The kiddo decided that today was the day she was going to spill her beverage not once, but twice. First, it was a large cup of lemonade that went all over the living room carpet. This wound up requiring me to lug the cumbersome and heavy steam cleaner up the basement stairs and spend a good chunk of my afternoon cleaning the carpet, which included moving furniture and area rugs, vacuuming, spot cleaning and steam cleaning, then taking apart the steam cleaner to empty out the various chambers of their various liquids, reassembling it and lugging it back down to the basement. Needless to say, this was not on my list of things to do this afternoon and didn't leave me feeling like sunshine and roses.

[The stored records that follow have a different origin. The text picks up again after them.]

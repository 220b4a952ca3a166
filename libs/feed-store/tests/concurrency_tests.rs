//! Concurrent access tests
//!
//! Readers running alongside batch writers must observe each batch either
//! entirely or not at all.

// Allow unwrap() in tests for cleaner test code
#![allow(clippy::disallowed_methods)]

use feed_model::{AssetKey, PostMode, PriceData};
use feed_store::helpers::{create_test_feed, test_address};
use std::sync::atomic::{AtomicBool, Ordering};
use std::sync::Arc;
use std::thread;

const BATCH: usize = 32;
const ROUNDS: u64 = 200;

fn batch_keys() -> Vec<AssetKey> {
    (0..BATCH)
        .map(|i| AssetKey::from_name(&format!("asset{}", i)).unwrap())
        .collect()
}

#[test]
fn test_readers_never_see_partial_batch() {
    let owner = test_address(1);
    let feed = create_test_feed(owner).unwrap();
    let keys = Arc::new(batch_keys());
    let done = Arc::new(AtomicBool::new(false));

    let writer = {
        let feed = Arc::clone(&feed);
        let keys = Arc::clone(&keys);
        let done = Arc::clone(&done);
        thread::spawn(move || {
            for round in 1..=ROUNDS {
                // every record of round N carries id N
                let records = keys
                    .iter()
                    .map(|k| PriceData::new(*k, round * 10, round, round))
                    .collect();
                let report = feed.post_prices(&owner, records, PostMode::Strict).unwrap();
                assert!(report.all_accepted());
            }
            done.store(true, Ordering::SeqCst);
        })
    };

    let readers: Vec<_> = (0..4)
        .map(|n| {
            let feed = Arc::clone(&feed);
            let keys = Arc::clone(&keys);
            let done = Arc::clone(&done);
            thread::spawn(move || {
                let reader = test_address(100 + n);
                let mut observed = 0u64;
                while !done.load(Ordering::SeqCst) {
                    let records = feed.get_price_data_bulk(&reader, &keys).unwrap();
                    let first_id = records[0].id;
                    assert!(
                        records.iter().all(|r| r.id == first_id),
                        "partial batch observed"
                    );
                    assert!(first_id >= observed, "ids went backwards");
                    observed = first_id;
                }
            })
        })
        .collect();

    writer.join().unwrap();
    for reader in readers {
        reader.join().unwrap();
    }

    let last = feed.get_price_data(&owner, &keys[BATCH - 1]).unwrap();
    assert_eq!(last.id, ROUNDS);
    assert_eq!(feed.stats().events_emitted, ROUNDS * BATCH as u64);
}

#[test]
fn test_concurrent_relayers_keep_newest() {
    let owner = test_address(1);
    let feed = create_test_feed(owner).unwrap();
    let relayers: Vec<_> = (10..14).map(test_address).collect();
    feed.add_relayers(&owner, &relayers).unwrap();

    let key = AssetKey::from_name("BTC").unwrap();
    let handles: Vec<_> = relayers
        .iter()
        .enumerate()
        .map(|(n, relayer)| {
            let feed = Arc::clone(&feed);
            let relayer = *relayer;
            thread::spawn(move || {
                // interleaved resolve times: relayer n posts n, n+4, n+8, ...
                for step in 0..50u64 {
                    let resolve_time = step * 4 + n as u64 + 1;
                    feed.post_prices(
                        &relayer,
                        vec![PriceData::new(key, resolve_time, n as u64, resolve_time)],
                        PostMode::Strict,
                    )
                    .unwrap();
                }
            })
        })
        .collect();

    for handle in handles {
        handle.join().unwrap();
    }

    // strict mode leaves the globally newest record in place
    let stored = feed.get_price_data(&owner, &key).unwrap();
    assert_eq!(stored.resolve_time, 200);
    assert_eq!(stored.value, 200);
}
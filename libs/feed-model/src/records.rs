//! Feed records and post outcomes

use serde::{Deserialize, Serialize};

use crate::asset::AssetKey;
use crate::types::FeedKind;

/// Common view over the record types kept in a feed table
pub trait FeedEntry: Clone + Default + Send + Sync + 'static {
    fn asset_name(&self) -> &AssetKey;
    fn resolve_time(&self) -> u64;
}

/// A price or deviation sample for one asset
#[derive(Debug, Clone, Copy, Default, PartialEq, Eq, Serialize, Deserialize)]
pub struct PriceData {
    pub asset_name: AssetKey,
    pub value: u64,
    /// Source/round identifier supplied by the relayer
    pub id: u64,
    /// Unix timestamp at which `value` was observed
    pub resolve_time: u64,
}

impl PriceData {
    pub fn new(asset_name: AssetKey, value: u64, id: u64, resolve_time: u64) -> Self {
        Self {
            asset_name,
            value,
            id,
            resolve_time,
        }
    }
}

impl FeedEntry for PriceData {
    fn asset_name(&self) -> &AssetKey {
        &self.asset_name
    }

    fn resolve_time(&self) -> u64 {
        self.resolve_time
    }
}

/// Median samples from independent sources for one asset
#[derive(Debug, Clone, Default, PartialEq, Eq, Serialize, Deserialize)]
pub struct MedianData {
    pub asset_name: AssetKey,
    pub values: Vec<u64>,
    pub id: u64,
    pub resolve_time: u64,
}

impl MedianData {
    pub fn new(asset_name: AssetKey, values: Vec<u64>, id: u64, resolve_time: u64) -> Self {
        Self {
            asset_name,
            values,
            id,
            resolve_time,
        }
    }
}

impl FeedEntry for MedianData {
    fn asset_name(&self) -> &AssetKey {
        &self.asset_name
    }

    fn resolve_time(&self) -> u64 {
        self.resolve_time
    }
}

/// Why a single record of a strict post was not committed
#[derive(Debug, Clone, Copy, PartialEq, Eq, Serialize, Deserialize)]
#[serde(tag = "reason", rename_all = "snake_case")]
pub enum RejectReason {
    /// Posted resolve time is not newer than the stored one
    Stale { stored: u64, posted: u64 },
}

#[derive(Debug, Clone, Copy, PartialEq, Eq, Serialize, Deserialize)]
pub struct RejectedRecord {
    pub asset_name: AssetKey,
    #[serde(flatten)]
    pub reason: RejectReason,
}

/// Outcome of one post call
///
/// Success of the call does not imply every record landed: records skipped by
/// the freshness policy are listed in `rejected`.
#[derive(Debug, Clone, PartialEq, Eq, Serialize, Deserialize)]
pub struct PostReport {
    pub kind: FeedKind,
    /// Keys committed, in batch order
    pub accepted: Vec<AssetKey>,
    pub rejected: Vec<RejectedRecord>,
}

impl PostReport {
    pub fn new(kind: FeedKind) -> Self {
        Self {
            kind,
            accepted: Vec::new(),
            rejected: Vec::new(),
        }
    }

    pub fn all_accepted(&self) -> bool {
        self.rejected.is_empty()
    }
}

/// Rate of a base asset expressed in a quote asset, scaled by 1e18
#[derive(Debug, Clone, Copy, Default, PartialEq, Eq, Serialize, Deserialize)]
pub struct ReferenceData {
    /// Serialized as a decimal string; JSON numbers lose precision past 2^53
    #[serde(with = "u128_decimal")]
    pub rate: u128,
    pub last_updated_base: u64,
    pub last_updated_quote: u64,
}

mod u128_decimal {
    use serde::{Deserialize, Deserializer, Serializer};

    pub fn serialize<S: Serializer>(value: &u128, serializer: S) -> Result<S::Ok, S::Error> {
        serializer.collect_str(value)
    }

    pub fn deserialize<'de, D: Deserializer<'de>>(deserializer: D) -> Result<u128, D::Error> {
        let raw = String::deserialize(deserializer)?;
        raw.parse().map_err(serde::de::Error::custom)
    }
}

So, when the kiddo, who'd promised tearfully that she'd be so much more careful and not spill her drink again as I knelt on the carpet sopping up the lemonade with paper towels, went ahead and spilled a mostly full cup of milk with Ovaltine in it at dinner, I lost it. I whipped around at the sound of the cup hitting the floor (thankfully this spill hit the linoleum and not anything carpeted or upholstered) and instantly, I was five again. Five in a really bad mood. I actually stamped my foot on the floor as I snapped "AGAIN? You spilled your drink AGAIN?!?" The kiddo's tears had started pretty much at the same time that her cup was arcing toward the floor, and she was obviously quite remorseful and extremely apologetic. Did I, the 36 year old who is known to be a klutz myself, calmly accept her apology, clean up the mess and move on? Nope, the foot stamping was just the beginning of my five year old-esque hissy fit. Opting for the dramatic route instead of the raising my voice and yelling route, I ordered the kiddo to stay in her chair (she was about to step down right into the Ovaltine lake beneath her) and with much sighing and rolling of eyes, I proceeded to mop it up. Oh, and I did some muttering under my breath, too, just for good measure. Things like "I canNOT beLIEVE that you spilled TWICE in one DAY. How MANY times do I have to REMIND you to be more CAREFUL? Do you need a baby sippy cup again? Aren't you a BIG girl?" All while she sat there, miserable and crying, forced to watch my entire tantrum.

Now, let's just run down the list of my oh-so-spectacular behaviors:
- foot stamping
- dramatic sighing/eye rolling
- muttering to myself
- ignoring the person who was speaking to me

Yep, all things that the kiddo does when SHE is upset with ME. Perfectly understandable, given that she is five. (And apparently didn't just develop all these techniques out of thin air - I hang my head in shame.) For me, however? Yeah, not too proud of the way I acted. I thought I'd left that obnoxious kid who honed her dramatics on her little sisters behind decades ago. Guess not.

For what it is worth, I did calm down shortly thereafter and had a talk with the kiddo, in which I apologized for my behavior. She said that she is going to try really hard tomorrow not to spill anything. On my part, I'm going to try to behave like the adult in the situation, since theoretically, that's what I am. We'll see how we do.

I hate days like this. Bad Mommy. Sigh.

2 comments:

Anonymous said...

Hugs, Our kids still get sippy cups or water bottles when having a drink of something in the living room.

We are letting the older 2 practice with regular cups or glasses at the dinner table.

and I have had my share of tantrums too, sad to say!

Andy said...

And here I was feeling bad for having my own freak out over (mostly) nothing tonight!